Here we’ll go deeper into anomaly detection on time-series data and see how to build models that can perform this task.
Introduction
This series of articles will guide you through the steps necessary to develop a fully functional time series forecaster and anomaly detector application with AI. Our forecaster/detector will deal with the cryptocurrency data, specifically with Bitcoin. However, after following along with this series, you’ll be able to apply the concepts and approaches you’ve learned to any data type of similar nature.
To fully benefit from this series, you should have some Python, Machine Learning, and Keras skills. The entire project is available in my "GitHub repository. You can also check out the fully interactive notebooks here and here.
In the previous article, you learned how to prepare time series data to be fed to machine learning (ML) and deep learning (DL) models. In this article, I’ll explain how to detect anomalies in this kind of data.
Understanding Anomalies
You might be wondering what is an anomaly? How could you detect it? Is it actually possible to detect anomalies in scenarios that haven’t played out yet? Anomaly is a popular term that refers to something irregular. In statistics, anomalies are often referred to as outliers – infrequent or unexpected events in a data collection. If the distribution of the dataset is approximately normal then anomalies would be all those data points that are 2 standard deviations from the mean.

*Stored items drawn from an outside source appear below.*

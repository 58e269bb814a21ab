//! Terminal output formatting with colors
//!
//! Respects NO_COLOR, CLICOLOR, CLICOLOR_FORCE automatically.

use colored::Colorize;

/// Print error (red bold "error:" prefix) to stderr
pub fn error(msg: &(impl std::fmt::Display + ?Sized)) {
    eprintln!("{}: {}", "error".red().bold(), msg);
}

/// Print success status (green checkmark)
pub fn success(msg: &(impl std::fmt::Display + ?Sized)) {
    println!("{} {}", "✓".green(), msg);
}

/// Print completed action (green label)
pub fn action(label: &str, msg: &(impl std::fmt::Display + ?Sized)) {
    println!("{}: {}", label.green(), msg);
}

/// Print section header (cyan bold)
pub fn header(msg: &(impl std::fmt::Display + ?Sized)) {
    println!("{}", msg.to_string().cyan().bold());
}

/// Print plain output (no color, for data)
pub fn info(msg: &(impl std::fmt::Display + ?Sized)) {
    println!("{}", msg);
}
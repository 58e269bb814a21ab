//! Domain-level errors (no external dependencies)

use thiserror::Error;

use crate::domain::node::NodeId;

/// Precondition violations reported by tree mutations.
///
/// Queries never return these: finding nothing is answered with an empty
/// result instead.
#[derive(Error, Debug, Clone, PartialEq, Eq)]
pub enum TreeError {
    #[error("node not found: {0}")]
    NodeNotFound(NodeId),

    #[error("invalid node: a concrete node is required")]
    InvalidNode,

    #[error("invalid node id: {0}")]
    InvalidNodeId(NodeId),

    #[error("node already exists: {0}")]
    NodeAlreadyExists(NodeId),

    #[error("invalid move: {id} cannot be placed under {dest}")]
    InvalidSourceDest { id: NodeId, dest: NodeId },

    #[error("deleting the root node is forbidden: {0}")]
    DeleteRootForbidden(NodeId),
}

/// Result type for tree operations.
pub type TreeResult<T> = Result<T, TreeError>;
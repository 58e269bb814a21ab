//! Test bootstrap: one global tracing subscriber per test binary.

use std::sync::Once;
use tracing::{debug, info};
use tracing_subscriber::{
    filter::filter_fn,
    fmt::{self, format::FmtSpan},
    prelude::*,
    EnvFilter,
};

static TEST_SETUP: Once = Once::new();

/// Installs the test subscriber once; honours `RUST_LOG`, defaults to `debug`.
pub fn init_test_setup() {
    TEST_SETUP.call_once(|| {
        setup_test_logging();
        info!("Test Setup complete");
    });
}

fn setup_test_logging() {
    // Create a filter for noisy modules
    let noisy_modules = ["rayon_core"];
    let module_filter = filter_fn(move |metadata| {
        !noisy_modules
            .iter()
            .any(|name| metadata.target().starts_with(name))
    });

    let env_filter = EnvFilter::try_from_default_env().unwrap_or_else(|_| EnvFilter::new("debug"));

    let subscriber = tracing_subscriber::registry().with(
        fmt::layer()
            .with_test_writer()
            .with_target(true)
            .with_thread_names(true)
            .with_span_events(FmtSpan::CLOSE)
            .with_filter(module_filter)
            .with_filter(env_filter),
    );

    // Only set if we haven't already set a global subscriber
    if tracing::dispatcher::has_been_set() {
        debug!("Tracing subscriber already set");
    } else {
        subscriber.try_init().unwrap_or_else(|e| {
            eprintln!("Error: Failed to set up logging: {}", e);
        });
    }
}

To illustrate the concept of anomaly: a car engine’s temperature must be below 90 Centigrade, otherwise it will overheat and break down. The engine’s refrigeration system keeps the temperature in the safe range; if it fails, you could notice really high temperature values. Mathematically, you’d have values under 90 for a long period of time, then the values suddenly peak to150 until your engine collapses. Visually, this is what I mean:
You’d see data points between 70 and 90 Centigrade, but suddenly different values at the end of the chart break the pattern (the ones highlighted). These latter observations are outliers and, therefore, anomalies. The above graph shows a pattern that describes an anomaly.
Anomaly Detection from the AI Perspective
Now you know what an anomaly is - how do you detect it? As you may infer anomaly detection is the process of identifying the unexpected items or events in a data collection – those that occur very rarely. Anomaly detection comes in two flavors. One is the univariate anomaly detection which is the process of identifying those unexpected data points for a distribution of values in a single space (single variable). The other one is the multivariate anomaly detection, where an outlier is a combination of unusual scores of at least two variables.
I’ll focus these series on univariate anomaly detection. However, please note that the same approach can work as a baseline for more complex models, designed to detect anomalies in multivariate contexts.
Detecting Anomalies with K-Means Clustering
If you’ve checked the recommended datasets already, you’d have noticed that they aren’t labeled at all, meaning that it’s not yet clear what’s an anomaly and what’s not. This is the typical scenario you’ll have to deal with in real-world cases. When you face an anomaly detection challenge, you’ll have to gather the data coming directly from the source and apply certain techniques to discover anomalies. This is exactly what we’re going to do with some help from unsupervised learning. Unsupervised learning is a type of ML where the model is trained on unlabeled data in order to discover patterns. In theory, it doesn’t require human intervention to group the data and, therefore, identify anomalies — if that’s the requirement.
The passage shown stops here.